Total params: 264,708
Trainable params: 264,708
Non-trainable params: 0
_______________________________________________________

## One input is a sequence of integers.

1. In order to keep a manageable input size, we’ll truncate the inputs after the first 150 words. This is a reasonable choice, since the average review length is 233 words, and only 5% of reviews are longer than 150 words.

2. Encode the integers into binary 1,000-dimensional vectors.

3. Add a bidirectional LSTM.

4. Finally, add a classification layer.

## Training Sequence Model

In [10]:
callbacks = [
    tf.keras.callbacks.ModelCheckpoint("one_hot_bidir_lstm.keras",
                                    save_best_only=True)
    ,tf.keras.callbacks.EarlyStopping(monitor='val_accuracy', patience=3)
]
model.fit(int_train_ds, validation_data=int_val_ds, epochs=200, callbacks=callbacks)
model = keras.models.load_model("one_hot_bidir_lstm.keras")
print(f"Test acc: {model.evaluate(int_test_ds)[1]:.3f}")

Epoch 1/200
Epoch 2/200
Epoch 3/200
Epoch 4/200
Epoch 5/200
Epoch 6/200
Epoch 7/200
Epoch 8/200
Epoch 9/200
Epoch 10/200
Test acc: 0.861


## Understanding word embeddings

When you encode something via `one-hot encoding`, you’re making a feature-engineering decision. You’re injecting into your model a fundamental assumption about the structure of your feature space. That assumption is that the different tokens you’re encoding are all independent from each other: indeed, one-hot vectors are all orthogonal to one another.
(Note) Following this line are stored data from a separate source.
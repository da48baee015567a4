use std::path::PathBuf;

use admin_env::config::Log;
use common_utils::{
    errors::{ApplicationError, CustomResult},
    ext_traits::ConfigExt,
    fp_utils::when,
};
use error_stack::ResultExt;
use serde::Deserialize;

use crate::{enums::RoleConfig, log_analytics::LogAnalyticsConfig, query::DEFAULT_TABLE};

const ENV_PREFIX: &str = "TELEMETRY";

#[derive(Debug, Deserialize, Clone, Default)]
#[serde(default)]
pub struct Settings {
    pub log: Log,
    pub log_analytics: LogAnalyticsConfig,
    pub telemetry: TelemetrySettings,
}

#[derive(Debug, Deserialize, Clone)]
#[serde(default)]
pub struct TelemetrySettings {
    /// Confines every query to the telemetry of this application role when set.
    pub app_role_name: Option<String>,
    pub default_table: String,
    #[serde(flatten)]
    pub roles: RoleConfig,
    /// Bounds the store call and the de-anonymization of its answer together.
    pub request_timeout_secs: u64,
}

impl Default for TelemetrySettings {
    fn default() -> Self {
        Self {
            app_role_name: None,
            default_table: DEFAULT_TABLE.to_string(),
            roles: RoleConfig::default(),
            request_timeout_secs: 60,
        }
    }
}

impl TelemetrySettings {
    pub fn request_timeout(&self) -> std::time::Duration {
        std::time::Duration::from_secs(self.request_timeout_secs)
    }

    pub fn validate(&self) -> Result<(), ApplicationError> {
        when(self.default_table.is_default_or_empty(), || {
            Err(ApplicationError::InvalidConfigurationValueError(
                "telemetry default table must not be empty".into(),
            ))
        })?;

        when(self.request_timeout_secs.is_default_or_empty(), || {
            Err(ApplicationError::InvalidConfigurationValueError(
                "telemetry request timeout must be greater than zero".into(),
            ))
        })?;

        when(
            self.roles
                .system_admin_roles
                .iter()
                .chain(&self.roles.organisation_admin_roles)
                .any(|role| role.is_default_or_empty()),
            || {
                Err(ApplicationError::InvalidConfigurationValueError(
                    "telemetry administrator role names must not be blank".into(),
                ))
            },
        )
    }
}

impl Settings {
    pub fn new() -> CustomResult<Self, ApplicationError> {
        Self::with_config_path(None)
    }

    /// `config/default.toml`, then the file of the current environment (or
    /// `config_path`), then `TELEMETRY__`-prefixed environment variables.
    pub fn with_config_path(config_path: Option<PathBuf>) -> CustomResult<Self, ApplicationError> {
        let environment = admin_env::which();
        let config_path = admin_env::Config::config_path(environment.config_path(), config_path);

        let config = admin_env::Config::builder(environment.config_path())
            .change_context(ApplicationError::ConfigurationError(
                "Unable to set up the configuration defaults".into(),
            ))?
            .add_source(config::File::from(config_path).required(false))
            .add_source(
                config::Environment::with_prefix(ENV_PREFIX)
                    .try_parsing(true)
                    .separator("__")
                    .list_separator(",")
                    .with_list_parse_key("telemetry.system_admin_roles")
                    .with_list_parse_key("telemetry.organisation_admin_roles"),
            )
            .build()
            .change_context(ApplicationError::ConfigurationError(
                "Unable to read the configuration sources".into(),
            ))?;

        config
            .try_deserialize()
            .change_context(ApplicationError::ConfigurationError(
                "Unable to deserialize the application configuration".into(),
            ))
    }

    pub fn validate(&self) -> Result<(), ApplicationError> {
        self.log_analytics.validate()?;
        self.telemetry.validate()
    }
}
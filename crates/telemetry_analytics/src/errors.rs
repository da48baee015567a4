use common_utils::errors::CustomResult;

pub type TelemetryResult<T> = CustomResult<T, TelemetryError>;

/// Failures surfaced to the callers of [`crate::TelemetryQueryService`].
#[derive(Debug, thiserror::Error)]
pub enum TelemetryError {
    #[error("Caller identity is missing or invalid")]
    InvalidCallerIdentity,
    #[error("Telemetry query could not be composed")]
    InvalidQuery,
    #[error("Time range must be a positive duration")]
    InvalidTimeRange,
    #[error("Telemetry query execution failed")]
    QueryExecutionFailure,
    #[error("Telemetry query result could not be materialized")]
    MaterializationFailure,
    #[error("Telemetry query did not complete within {0:?}")]
    RequestTimedOut(std::time::Duration),
}
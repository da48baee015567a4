use std::sync::Arc;

use common_utils::errors::CustomResult;
use error_stack::report;
use tokio::sync::Mutex;

/// Current canonical identity of a user, as held by the user repository.
#[derive(Clone, Debug, Eq, PartialEq, serde::Serialize, serde::Deserialize)]
pub struct IdentityProfile {
    pub user_id: i64,
    pub organisation_id: i64,
    pub organisation_name: String,
    pub domain_id: i64,
    pub domain_name: String,
    pub user_name: String,
}

#[derive(thiserror::Error, Debug)]
pub enum IdentityLookupError {
    #[error("No user found with id {0}")]
    NotFound(i64),
}

/// Resolves a user id to the identity it is currently assigned to.
#[async_trait::async_trait]
pub trait IdentityLookup: Send + Sync {
    async fn find_identity_by_user_id(
        &self,
        user_id: i64,
    ) -> CustomResult<IdentityProfile, IdentityLookupError>;
}

#[async_trait::async_trait]
impl<T: IdentityLookup + ?Sized> IdentityLookup for Arc<T> {
    async fn find_identity_by_user_id(
        &self,
        user_id: i64,
    ) -> CustomResult<IdentityProfile, IdentityLookupError> {
        (**self).find_identity_by_user_id(user_id).await
    }
}

/// In-memory identity repository that records every lookup it serves.
#[derive(Clone, Debug, Default)]
pub struct MockIdentityStore {
    pub profiles: Arc<Mutex<Vec<IdentityProfile>>>,
    pub lookups: Arc<Mutex<Vec<i64>>>,
}

impl MockIdentityStore {
    pub fn with_profiles(profiles: impl IntoIterator<Item = IdentityProfile>) -> Self {
        Self {
            profiles: Arc::new(Mutex::new(profiles.into_iter().collect())),
            lookups: Arc::default(),
        }
    }

    pub async fn lookup_count(&self) -> usize {
        self.lookups.lock().await.len()
    }
}

#[async_trait::async_trait]
impl IdentityLookup for MockIdentityStore {
    async fn find_identity_by_user_id(
        &self,
        user_id: i64,
    ) -> CustomResult<IdentityProfile, IdentityLookupError> {
        self.lookups.lock().await.push(user_id);
        self.profiles
            .lock()
            .await
            .iter()
            .find(|profile| profile.user_id == user_id)
            .cloned()
            .ok_or_else(|| report!(IdentityLookupError::NotFound(user_id)))
    }
}
//! Types.

use strum::Display;
pub use tracing::Level;

/// API Flow
///
/// Recorded on the request span so that every log line emitted while serving a
/// request can be attributed to the operation that produced it.
#[derive(Debug, Display, Clone, Copy, PartialEq, Eq)]
pub enum Flow {
    /// Deep health check against the log analytics workspace
    DeepHealthCheck,
    /// Telemetry query from caller supplied query text
    TelemetryRawQuery,
    /// Telemetry query assembled from a table name and search clauses
    TelemetryStructuredQuery,
}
However, in a reasonable word vector space, you would expect synonyms to be embedded into similar word vectors, and in general, you would expect the geometric distance  between any two word vectors to relate to the “semantic distance” between the associated words.

Words that mean different things should lie far away from each other, whereas related words should be closer.

`Word embeddings` are vector representations of words that achieve exactly this: they map human language into a structured geometric space.

Whereas the vectors obtained through `one-hot encoding` are *binary*, *sparse*, and *very high-dimensional* (the same dimensionality as the number of words in the vocabulary), `word embeddings` are *low-dimensional floating-point vectors* (that is, `dense vectors`, as opposed to `sparse vectors`).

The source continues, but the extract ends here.